**Exercise**
Go through the entries one line at a time, and gather every line that has the word "HashSet".

Dataset entries

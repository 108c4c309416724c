//! Concurrency tests for the custody state machine.
//!
//! Many tasks race to check out the same key with valid codes. The
//! compare-and-set on the asset record must let exactly one through and turn
//! every other racer into a clean business refusal.
#![allow(clippy::expect_used, clippy::panic)]

mod common;

use std::collections::HashSet;

use common::{Fixture, student};
use keyward_custody::{Actor, AssetStatus, CustodyAction, ErrorKind, Role};
use keyward_storage::UserId;
use tokio::task::JoinSet;

const RACERS: i64 = 16;

fn racer(n: i64) -> Actor {
    Actor::new(UserId(100 + n), &format!("Racer {n}"), Role::Student).expect("actor")
}

#[tokio::test(flavor = "multi_thread", worker_threads = 4)]
async fn concurrent_checkouts_have_exactly_one_winner() {
    let fx = Fixture::new();
    let key = fx.asset("Contested", "Block A").await;
    let code = fx.code("Block A").await;

    let mut tasks = JoinSet::new();
    for n in 0..RACERS {
        let service = std::sync::Arc::clone(&fx.service);
        let code = code.clone();
        let id = key.id;
        tasks.spawn(async move { (n, service.checkout(id, &code, &racer(n)).await) });
    }

    let mut winners = Vec::new();
    let mut refusals = 0;
    while let Some(joined) = tasks.join_next().await {
        let (n, result) = joined.expect("task panicked");
        match result {
            Ok(_) => winners.push(n),
            Err(err) => {
                assert_eq!(err.kind(), ErrorKind::AlreadyCheckedOut, "racer {n}: {err}");
                refusals += 1;
            },
        }
    }

    assert_eq!(winners.len(), 1, "exactly one checkout may succeed");
    assert_eq!(refusals, RACERS - 1);

    let stored = fx.service.get_asset(key.id).await.expect("get");
    assert_eq!(stored.status(), AssetStatus::CheckedOut);
    assert_eq!(stored.borrower(), Some(&racer(winners[0])));

    let ledger = fx.service.ledger(key.id).await.expect("ledger");
    assert_eq!(ledger.len(), 1, "exactly one ledger entry");
    assert_eq!(ledger[0].borrower, racer(winners[0]));
}

#[tokio::test(flavor = "multi_thread", worker_threads = 4)]
async fn concurrent_checkins_have_exactly_one_winner() {
    let fx = Fixture::new();
    let key = fx.asset("Contested", "Block C").await;
    let code = fx.code("Block C").await;
    fx.service.checkout(key.id, &code, &student()).await.expect("checkout");

    let mut tasks = JoinSet::new();
    for n in 0..RACERS {
        let service = std::sync::Arc::clone(&fx.service);
        let code = code.clone();
        let id = key.id;
        tasks.spawn(async move { service.checkin(id, &code, &racer(n)).await });
    }

    let mut successes = 0;
    while let Some(joined) = tasks.join_next().await {
        match joined.expect("task panicked") {
            Ok(_) => successes += 1,
            Err(err) => assert_eq!(err.kind(), ErrorKind::NotCheckedOut, "{err}"),
        }
    }
    assert_eq!(successes, 1);

    let ledger = fx.service.ledger(key.id).await.expect("ledger");
    let actions: Vec<CustodyAction> = ledger.iter().map(|e| e.action).collect();
    assert_eq!(actions, vec![CustodyAction::CheckIn, CustodyAction::CheckOut]);
}

#[tokio::test(flavor = "multi_thread", worker_threads = 4)]
async fn independent_keys_do_not_interfere() {
    let fx = Fixture::new();
    let code = fx.code("Block B").await;
    let mut keys = Vec::new();
    for n in 0..RACERS {
        keys.push(fx.asset(&format!("Locker {n}"), "Block B").await);
    }

    let mut tasks = JoinSet::new();
    for (n, key) in keys.iter().enumerate() {
        let service = std::sync::Arc::clone(&fx.service);
        let code = code.clone();
        let id = key.id;
        let actor = racer(n as i64);
        tasks.spawn(async move { service.checkout(id, &code, &actor).await });
    }

    let mut checked_out = HashSet::new();
    while let Some(joined) = tasks.join_next().await {
        let asset = joined.expect("task panicked").expect("every distinct key checks out");
        checked_out.insert(asset.id);
    }
    assert_eq!(checked_out.len(), keys.len());

    for key in &keys {
        assert_eq!(fx.service.ledger(key.id).await.expect("ledger").len(), 1);
    }
}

**Your solution**
use std::collections::HashSet;
    let mut checked_out = HashSet::new();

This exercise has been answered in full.